Dataset entries
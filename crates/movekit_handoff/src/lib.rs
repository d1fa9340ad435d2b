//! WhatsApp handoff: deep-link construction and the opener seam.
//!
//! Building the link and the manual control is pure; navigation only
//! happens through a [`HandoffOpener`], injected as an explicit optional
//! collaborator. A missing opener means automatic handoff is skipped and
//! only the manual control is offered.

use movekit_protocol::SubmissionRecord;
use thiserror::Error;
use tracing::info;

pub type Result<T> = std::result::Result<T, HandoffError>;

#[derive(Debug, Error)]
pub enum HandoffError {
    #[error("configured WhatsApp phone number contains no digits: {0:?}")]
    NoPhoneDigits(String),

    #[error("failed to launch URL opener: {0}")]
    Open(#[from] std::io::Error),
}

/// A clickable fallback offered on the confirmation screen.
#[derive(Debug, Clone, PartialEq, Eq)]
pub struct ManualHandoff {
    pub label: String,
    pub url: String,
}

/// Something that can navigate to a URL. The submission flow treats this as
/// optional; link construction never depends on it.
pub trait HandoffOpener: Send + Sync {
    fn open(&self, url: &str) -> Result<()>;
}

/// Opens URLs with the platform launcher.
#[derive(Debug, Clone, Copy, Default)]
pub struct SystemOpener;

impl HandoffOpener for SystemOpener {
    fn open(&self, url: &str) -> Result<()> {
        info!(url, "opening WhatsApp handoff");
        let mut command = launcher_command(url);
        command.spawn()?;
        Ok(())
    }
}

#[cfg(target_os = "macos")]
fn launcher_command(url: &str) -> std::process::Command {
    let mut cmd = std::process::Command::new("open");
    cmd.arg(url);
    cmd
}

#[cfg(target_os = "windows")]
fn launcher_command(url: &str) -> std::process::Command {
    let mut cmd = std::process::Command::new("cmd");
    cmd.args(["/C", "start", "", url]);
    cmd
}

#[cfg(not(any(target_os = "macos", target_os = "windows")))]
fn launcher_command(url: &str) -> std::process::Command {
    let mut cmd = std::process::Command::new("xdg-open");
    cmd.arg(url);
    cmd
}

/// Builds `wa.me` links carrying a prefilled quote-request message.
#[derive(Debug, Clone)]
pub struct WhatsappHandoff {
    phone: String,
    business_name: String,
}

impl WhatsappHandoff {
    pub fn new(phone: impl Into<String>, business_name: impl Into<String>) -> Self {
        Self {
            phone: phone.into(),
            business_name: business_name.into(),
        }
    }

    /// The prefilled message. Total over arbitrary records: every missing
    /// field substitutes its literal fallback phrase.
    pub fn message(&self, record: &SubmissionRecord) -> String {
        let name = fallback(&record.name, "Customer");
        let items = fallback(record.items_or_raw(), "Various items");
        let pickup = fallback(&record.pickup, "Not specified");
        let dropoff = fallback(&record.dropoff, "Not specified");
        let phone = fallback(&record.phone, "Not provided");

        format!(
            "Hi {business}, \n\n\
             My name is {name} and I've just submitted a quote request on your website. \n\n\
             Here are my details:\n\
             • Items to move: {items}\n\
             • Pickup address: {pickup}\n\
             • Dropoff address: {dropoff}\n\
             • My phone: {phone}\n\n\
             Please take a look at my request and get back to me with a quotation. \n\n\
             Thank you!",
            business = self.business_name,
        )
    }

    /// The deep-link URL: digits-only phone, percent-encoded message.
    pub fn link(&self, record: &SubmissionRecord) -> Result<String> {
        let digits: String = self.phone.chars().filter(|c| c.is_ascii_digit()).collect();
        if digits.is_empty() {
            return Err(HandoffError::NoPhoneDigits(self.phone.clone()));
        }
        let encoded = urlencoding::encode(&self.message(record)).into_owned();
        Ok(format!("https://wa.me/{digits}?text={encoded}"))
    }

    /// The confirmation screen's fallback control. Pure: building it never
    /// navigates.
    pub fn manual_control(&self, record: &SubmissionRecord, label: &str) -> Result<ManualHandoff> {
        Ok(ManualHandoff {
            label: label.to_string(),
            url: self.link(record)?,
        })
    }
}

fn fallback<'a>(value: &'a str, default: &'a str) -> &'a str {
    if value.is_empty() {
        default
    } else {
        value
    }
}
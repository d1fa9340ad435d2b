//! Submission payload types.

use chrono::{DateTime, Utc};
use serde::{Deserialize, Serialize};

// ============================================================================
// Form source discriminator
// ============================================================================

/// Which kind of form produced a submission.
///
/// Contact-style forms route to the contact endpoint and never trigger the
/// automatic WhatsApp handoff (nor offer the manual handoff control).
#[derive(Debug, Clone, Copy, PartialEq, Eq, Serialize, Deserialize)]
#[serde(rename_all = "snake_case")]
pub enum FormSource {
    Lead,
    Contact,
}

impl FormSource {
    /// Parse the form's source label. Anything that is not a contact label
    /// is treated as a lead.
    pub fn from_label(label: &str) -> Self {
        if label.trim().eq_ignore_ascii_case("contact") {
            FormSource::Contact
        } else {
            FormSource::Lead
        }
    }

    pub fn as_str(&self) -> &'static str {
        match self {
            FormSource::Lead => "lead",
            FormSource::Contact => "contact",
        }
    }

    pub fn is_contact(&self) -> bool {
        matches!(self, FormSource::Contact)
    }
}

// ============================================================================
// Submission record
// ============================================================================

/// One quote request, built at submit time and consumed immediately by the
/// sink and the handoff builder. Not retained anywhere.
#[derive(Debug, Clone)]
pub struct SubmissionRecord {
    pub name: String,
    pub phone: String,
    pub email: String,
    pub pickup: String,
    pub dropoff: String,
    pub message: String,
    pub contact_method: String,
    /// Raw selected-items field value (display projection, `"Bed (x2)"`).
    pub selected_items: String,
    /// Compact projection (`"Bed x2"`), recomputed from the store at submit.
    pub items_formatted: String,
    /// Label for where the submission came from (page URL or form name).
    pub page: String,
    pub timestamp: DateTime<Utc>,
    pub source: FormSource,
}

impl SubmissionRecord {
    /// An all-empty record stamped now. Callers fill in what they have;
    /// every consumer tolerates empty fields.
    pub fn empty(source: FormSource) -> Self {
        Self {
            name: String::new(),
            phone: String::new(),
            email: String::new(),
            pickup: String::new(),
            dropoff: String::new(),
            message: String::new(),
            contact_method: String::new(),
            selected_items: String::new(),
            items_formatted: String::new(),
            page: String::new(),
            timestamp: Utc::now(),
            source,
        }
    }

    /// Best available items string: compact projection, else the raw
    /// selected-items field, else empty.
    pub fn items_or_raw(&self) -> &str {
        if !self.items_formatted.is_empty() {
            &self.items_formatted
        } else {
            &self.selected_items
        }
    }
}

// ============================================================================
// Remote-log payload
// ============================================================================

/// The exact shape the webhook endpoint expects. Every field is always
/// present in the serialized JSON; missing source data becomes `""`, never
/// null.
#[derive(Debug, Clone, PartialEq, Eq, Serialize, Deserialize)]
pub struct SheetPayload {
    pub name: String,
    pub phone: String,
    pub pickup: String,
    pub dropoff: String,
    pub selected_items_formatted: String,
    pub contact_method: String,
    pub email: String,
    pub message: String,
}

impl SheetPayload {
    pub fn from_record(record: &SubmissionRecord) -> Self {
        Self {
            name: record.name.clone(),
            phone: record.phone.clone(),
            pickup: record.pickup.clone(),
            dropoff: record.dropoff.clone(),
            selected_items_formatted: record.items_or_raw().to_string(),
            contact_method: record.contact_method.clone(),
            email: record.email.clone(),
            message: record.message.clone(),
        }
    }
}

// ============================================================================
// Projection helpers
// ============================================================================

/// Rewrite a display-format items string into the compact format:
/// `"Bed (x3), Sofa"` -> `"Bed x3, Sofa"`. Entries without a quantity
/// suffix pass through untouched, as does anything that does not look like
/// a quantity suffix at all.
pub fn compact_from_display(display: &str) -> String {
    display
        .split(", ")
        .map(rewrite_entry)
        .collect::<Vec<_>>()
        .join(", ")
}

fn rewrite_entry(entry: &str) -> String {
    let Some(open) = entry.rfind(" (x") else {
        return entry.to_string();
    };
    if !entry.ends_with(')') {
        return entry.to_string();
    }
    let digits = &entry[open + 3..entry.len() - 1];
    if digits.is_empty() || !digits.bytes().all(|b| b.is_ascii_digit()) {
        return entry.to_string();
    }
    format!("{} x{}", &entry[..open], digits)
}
...
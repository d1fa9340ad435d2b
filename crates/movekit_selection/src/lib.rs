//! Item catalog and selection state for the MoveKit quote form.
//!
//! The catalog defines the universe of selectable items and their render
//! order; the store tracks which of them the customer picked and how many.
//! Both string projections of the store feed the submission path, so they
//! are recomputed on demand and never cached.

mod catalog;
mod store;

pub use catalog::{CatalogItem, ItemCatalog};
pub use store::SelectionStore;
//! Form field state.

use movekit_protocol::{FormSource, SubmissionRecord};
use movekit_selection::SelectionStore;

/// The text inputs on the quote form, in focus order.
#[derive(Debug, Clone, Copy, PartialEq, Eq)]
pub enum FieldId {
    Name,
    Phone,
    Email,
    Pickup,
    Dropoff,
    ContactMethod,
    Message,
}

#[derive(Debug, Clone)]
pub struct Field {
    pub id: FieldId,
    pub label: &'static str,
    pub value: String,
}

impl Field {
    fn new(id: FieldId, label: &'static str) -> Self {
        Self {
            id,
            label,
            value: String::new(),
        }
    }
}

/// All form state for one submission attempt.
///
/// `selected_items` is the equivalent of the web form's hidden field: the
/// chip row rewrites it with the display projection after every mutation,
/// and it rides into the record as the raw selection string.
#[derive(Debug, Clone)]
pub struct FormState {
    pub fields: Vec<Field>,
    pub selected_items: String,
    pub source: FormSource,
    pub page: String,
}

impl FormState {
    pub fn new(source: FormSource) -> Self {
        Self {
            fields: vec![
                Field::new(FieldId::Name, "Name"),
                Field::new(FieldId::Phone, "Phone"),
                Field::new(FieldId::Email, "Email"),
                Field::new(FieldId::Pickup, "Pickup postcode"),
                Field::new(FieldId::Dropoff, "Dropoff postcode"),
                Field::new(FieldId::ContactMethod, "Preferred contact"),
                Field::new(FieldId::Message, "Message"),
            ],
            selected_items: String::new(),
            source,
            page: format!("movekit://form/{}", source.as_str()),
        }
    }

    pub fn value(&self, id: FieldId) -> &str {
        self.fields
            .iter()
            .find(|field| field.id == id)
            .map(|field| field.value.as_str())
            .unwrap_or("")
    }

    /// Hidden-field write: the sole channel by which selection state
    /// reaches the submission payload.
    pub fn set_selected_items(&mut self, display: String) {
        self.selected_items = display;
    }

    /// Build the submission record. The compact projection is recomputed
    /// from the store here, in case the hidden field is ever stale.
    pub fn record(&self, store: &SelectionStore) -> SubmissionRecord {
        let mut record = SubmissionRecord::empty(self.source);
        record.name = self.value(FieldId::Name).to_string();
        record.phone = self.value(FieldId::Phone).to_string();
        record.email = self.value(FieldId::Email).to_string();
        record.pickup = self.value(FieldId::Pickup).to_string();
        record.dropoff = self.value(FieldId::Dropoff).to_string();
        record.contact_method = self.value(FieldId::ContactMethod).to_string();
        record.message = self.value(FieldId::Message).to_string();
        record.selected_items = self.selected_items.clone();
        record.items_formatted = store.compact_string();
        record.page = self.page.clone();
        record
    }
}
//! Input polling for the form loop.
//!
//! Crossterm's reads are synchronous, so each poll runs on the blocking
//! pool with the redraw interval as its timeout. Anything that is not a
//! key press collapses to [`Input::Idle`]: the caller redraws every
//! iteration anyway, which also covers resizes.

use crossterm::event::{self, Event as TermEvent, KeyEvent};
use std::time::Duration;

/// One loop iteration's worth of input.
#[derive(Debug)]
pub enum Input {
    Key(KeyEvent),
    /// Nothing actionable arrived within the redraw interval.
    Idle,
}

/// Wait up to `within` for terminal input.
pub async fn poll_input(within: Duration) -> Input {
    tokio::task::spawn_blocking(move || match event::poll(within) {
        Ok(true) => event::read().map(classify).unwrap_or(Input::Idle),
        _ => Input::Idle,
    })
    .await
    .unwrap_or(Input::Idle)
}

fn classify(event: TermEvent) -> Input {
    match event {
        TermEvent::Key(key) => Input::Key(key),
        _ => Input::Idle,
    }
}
---
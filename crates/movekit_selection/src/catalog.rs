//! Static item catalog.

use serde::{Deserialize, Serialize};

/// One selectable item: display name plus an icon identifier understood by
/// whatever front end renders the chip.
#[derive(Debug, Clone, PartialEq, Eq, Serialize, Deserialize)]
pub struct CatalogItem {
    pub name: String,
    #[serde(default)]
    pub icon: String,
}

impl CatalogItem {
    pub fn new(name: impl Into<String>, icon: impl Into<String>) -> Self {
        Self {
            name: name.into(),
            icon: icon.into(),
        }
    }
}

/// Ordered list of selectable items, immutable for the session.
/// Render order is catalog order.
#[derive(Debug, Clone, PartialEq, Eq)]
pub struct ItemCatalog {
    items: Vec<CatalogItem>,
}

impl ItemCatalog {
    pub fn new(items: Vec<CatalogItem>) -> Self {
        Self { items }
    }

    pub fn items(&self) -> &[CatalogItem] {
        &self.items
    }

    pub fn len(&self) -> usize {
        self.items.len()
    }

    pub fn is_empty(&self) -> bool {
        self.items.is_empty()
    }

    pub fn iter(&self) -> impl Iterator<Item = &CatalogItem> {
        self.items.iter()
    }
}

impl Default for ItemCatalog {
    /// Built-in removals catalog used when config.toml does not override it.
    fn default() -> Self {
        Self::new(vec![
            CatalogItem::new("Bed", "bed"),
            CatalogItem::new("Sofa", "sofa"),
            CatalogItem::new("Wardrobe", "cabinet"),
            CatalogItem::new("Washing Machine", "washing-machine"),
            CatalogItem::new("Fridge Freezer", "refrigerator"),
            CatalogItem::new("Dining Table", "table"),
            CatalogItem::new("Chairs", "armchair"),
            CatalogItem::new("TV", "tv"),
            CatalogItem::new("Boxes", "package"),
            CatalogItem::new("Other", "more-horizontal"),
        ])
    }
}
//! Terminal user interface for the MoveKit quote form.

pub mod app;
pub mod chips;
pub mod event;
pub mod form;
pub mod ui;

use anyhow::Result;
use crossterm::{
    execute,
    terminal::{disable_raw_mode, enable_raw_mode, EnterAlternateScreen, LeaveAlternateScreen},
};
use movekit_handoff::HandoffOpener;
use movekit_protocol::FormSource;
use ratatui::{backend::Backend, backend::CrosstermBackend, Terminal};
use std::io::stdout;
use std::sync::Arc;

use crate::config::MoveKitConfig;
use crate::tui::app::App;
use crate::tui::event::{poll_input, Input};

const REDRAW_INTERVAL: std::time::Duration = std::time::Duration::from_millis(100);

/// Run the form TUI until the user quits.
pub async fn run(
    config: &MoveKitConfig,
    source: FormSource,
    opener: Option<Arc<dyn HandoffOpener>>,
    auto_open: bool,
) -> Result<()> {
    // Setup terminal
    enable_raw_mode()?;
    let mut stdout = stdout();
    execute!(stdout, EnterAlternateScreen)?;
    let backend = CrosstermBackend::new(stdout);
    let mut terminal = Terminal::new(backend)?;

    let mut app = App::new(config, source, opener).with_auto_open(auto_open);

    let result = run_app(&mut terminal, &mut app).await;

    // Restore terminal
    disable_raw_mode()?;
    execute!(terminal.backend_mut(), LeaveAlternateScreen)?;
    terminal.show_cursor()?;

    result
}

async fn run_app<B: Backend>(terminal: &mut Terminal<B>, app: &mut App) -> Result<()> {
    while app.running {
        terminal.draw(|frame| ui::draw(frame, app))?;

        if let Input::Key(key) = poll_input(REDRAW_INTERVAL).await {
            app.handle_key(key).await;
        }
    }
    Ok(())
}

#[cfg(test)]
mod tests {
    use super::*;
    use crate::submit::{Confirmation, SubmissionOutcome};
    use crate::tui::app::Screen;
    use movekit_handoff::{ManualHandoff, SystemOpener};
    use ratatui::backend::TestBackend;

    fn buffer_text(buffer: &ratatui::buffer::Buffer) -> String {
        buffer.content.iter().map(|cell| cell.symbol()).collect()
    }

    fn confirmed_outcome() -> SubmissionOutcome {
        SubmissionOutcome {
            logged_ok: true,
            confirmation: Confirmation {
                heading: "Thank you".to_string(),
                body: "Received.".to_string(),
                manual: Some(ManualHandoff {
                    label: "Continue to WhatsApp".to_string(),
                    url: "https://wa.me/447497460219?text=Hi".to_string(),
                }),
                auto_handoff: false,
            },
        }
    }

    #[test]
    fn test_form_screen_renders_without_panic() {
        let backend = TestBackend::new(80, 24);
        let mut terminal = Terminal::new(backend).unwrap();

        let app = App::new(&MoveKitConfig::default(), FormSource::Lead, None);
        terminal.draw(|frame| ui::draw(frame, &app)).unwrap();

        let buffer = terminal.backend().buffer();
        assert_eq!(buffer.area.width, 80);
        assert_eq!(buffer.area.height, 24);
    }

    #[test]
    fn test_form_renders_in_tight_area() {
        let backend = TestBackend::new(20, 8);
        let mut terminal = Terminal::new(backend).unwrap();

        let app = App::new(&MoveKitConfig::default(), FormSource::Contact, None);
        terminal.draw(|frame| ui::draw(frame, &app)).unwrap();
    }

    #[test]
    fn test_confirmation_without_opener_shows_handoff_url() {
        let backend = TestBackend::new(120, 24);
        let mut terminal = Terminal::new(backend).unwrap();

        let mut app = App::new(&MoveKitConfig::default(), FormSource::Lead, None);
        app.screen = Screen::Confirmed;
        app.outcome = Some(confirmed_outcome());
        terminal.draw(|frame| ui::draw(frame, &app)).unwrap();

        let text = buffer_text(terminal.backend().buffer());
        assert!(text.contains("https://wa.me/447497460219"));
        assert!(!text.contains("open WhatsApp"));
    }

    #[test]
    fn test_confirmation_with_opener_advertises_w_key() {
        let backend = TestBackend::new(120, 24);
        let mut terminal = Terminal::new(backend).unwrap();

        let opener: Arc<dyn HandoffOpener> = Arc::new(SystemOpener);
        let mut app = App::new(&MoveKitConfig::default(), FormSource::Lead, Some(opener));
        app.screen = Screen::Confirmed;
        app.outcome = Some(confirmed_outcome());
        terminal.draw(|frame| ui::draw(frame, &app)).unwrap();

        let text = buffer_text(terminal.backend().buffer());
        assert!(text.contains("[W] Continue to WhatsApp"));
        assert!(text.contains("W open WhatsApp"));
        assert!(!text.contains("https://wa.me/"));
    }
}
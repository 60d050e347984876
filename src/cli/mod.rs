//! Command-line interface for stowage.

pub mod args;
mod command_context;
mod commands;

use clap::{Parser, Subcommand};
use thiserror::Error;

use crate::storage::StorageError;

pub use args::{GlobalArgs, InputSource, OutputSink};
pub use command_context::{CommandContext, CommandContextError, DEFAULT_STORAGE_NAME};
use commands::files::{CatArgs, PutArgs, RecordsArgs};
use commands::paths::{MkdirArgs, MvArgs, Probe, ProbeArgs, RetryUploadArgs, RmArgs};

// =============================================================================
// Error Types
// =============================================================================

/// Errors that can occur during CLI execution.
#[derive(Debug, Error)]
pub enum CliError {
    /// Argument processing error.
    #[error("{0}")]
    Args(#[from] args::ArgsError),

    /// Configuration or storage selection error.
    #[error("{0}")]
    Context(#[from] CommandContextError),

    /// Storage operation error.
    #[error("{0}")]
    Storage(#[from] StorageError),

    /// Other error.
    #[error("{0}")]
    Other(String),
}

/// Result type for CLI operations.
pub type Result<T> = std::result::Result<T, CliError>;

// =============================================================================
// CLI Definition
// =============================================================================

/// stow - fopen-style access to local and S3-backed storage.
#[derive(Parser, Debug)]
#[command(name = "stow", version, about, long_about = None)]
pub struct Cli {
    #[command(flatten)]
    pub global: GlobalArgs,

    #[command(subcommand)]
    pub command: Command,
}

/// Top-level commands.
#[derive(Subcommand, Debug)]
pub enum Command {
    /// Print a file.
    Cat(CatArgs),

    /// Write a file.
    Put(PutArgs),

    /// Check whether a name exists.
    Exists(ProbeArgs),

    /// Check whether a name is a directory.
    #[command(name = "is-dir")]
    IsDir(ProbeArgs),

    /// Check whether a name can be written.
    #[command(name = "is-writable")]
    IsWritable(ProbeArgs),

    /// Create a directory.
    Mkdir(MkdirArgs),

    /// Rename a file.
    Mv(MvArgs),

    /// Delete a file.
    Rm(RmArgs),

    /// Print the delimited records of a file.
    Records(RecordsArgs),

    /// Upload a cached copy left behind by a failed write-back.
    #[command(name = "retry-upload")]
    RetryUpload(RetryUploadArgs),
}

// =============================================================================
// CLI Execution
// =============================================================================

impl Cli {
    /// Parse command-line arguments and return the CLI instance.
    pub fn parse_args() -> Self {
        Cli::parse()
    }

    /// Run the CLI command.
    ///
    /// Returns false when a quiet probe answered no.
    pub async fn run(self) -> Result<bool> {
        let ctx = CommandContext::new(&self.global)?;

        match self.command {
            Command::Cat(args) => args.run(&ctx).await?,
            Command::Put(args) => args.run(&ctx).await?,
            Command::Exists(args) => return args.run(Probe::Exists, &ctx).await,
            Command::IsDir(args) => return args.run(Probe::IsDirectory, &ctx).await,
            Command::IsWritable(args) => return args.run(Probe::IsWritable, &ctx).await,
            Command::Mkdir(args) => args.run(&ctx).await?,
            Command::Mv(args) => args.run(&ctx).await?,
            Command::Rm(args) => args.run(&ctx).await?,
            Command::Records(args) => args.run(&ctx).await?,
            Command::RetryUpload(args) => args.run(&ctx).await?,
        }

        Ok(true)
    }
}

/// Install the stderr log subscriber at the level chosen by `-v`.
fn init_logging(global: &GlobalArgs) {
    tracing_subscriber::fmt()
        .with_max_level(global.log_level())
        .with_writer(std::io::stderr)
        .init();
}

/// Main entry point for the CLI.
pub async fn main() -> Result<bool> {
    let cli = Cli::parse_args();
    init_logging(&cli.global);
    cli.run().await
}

#### What the exercise asks:
Wherever "ratatui" occurs in the entries above, copy the line it sits on.

#### Task solution:
use ratatui::{backend::Backend, backend::CrosstermBackend, Terminal};
    use ratatui::backend::TestBackend;
    fn buffer_text(buffer: &ratatui::buffer::Buffer) -> String {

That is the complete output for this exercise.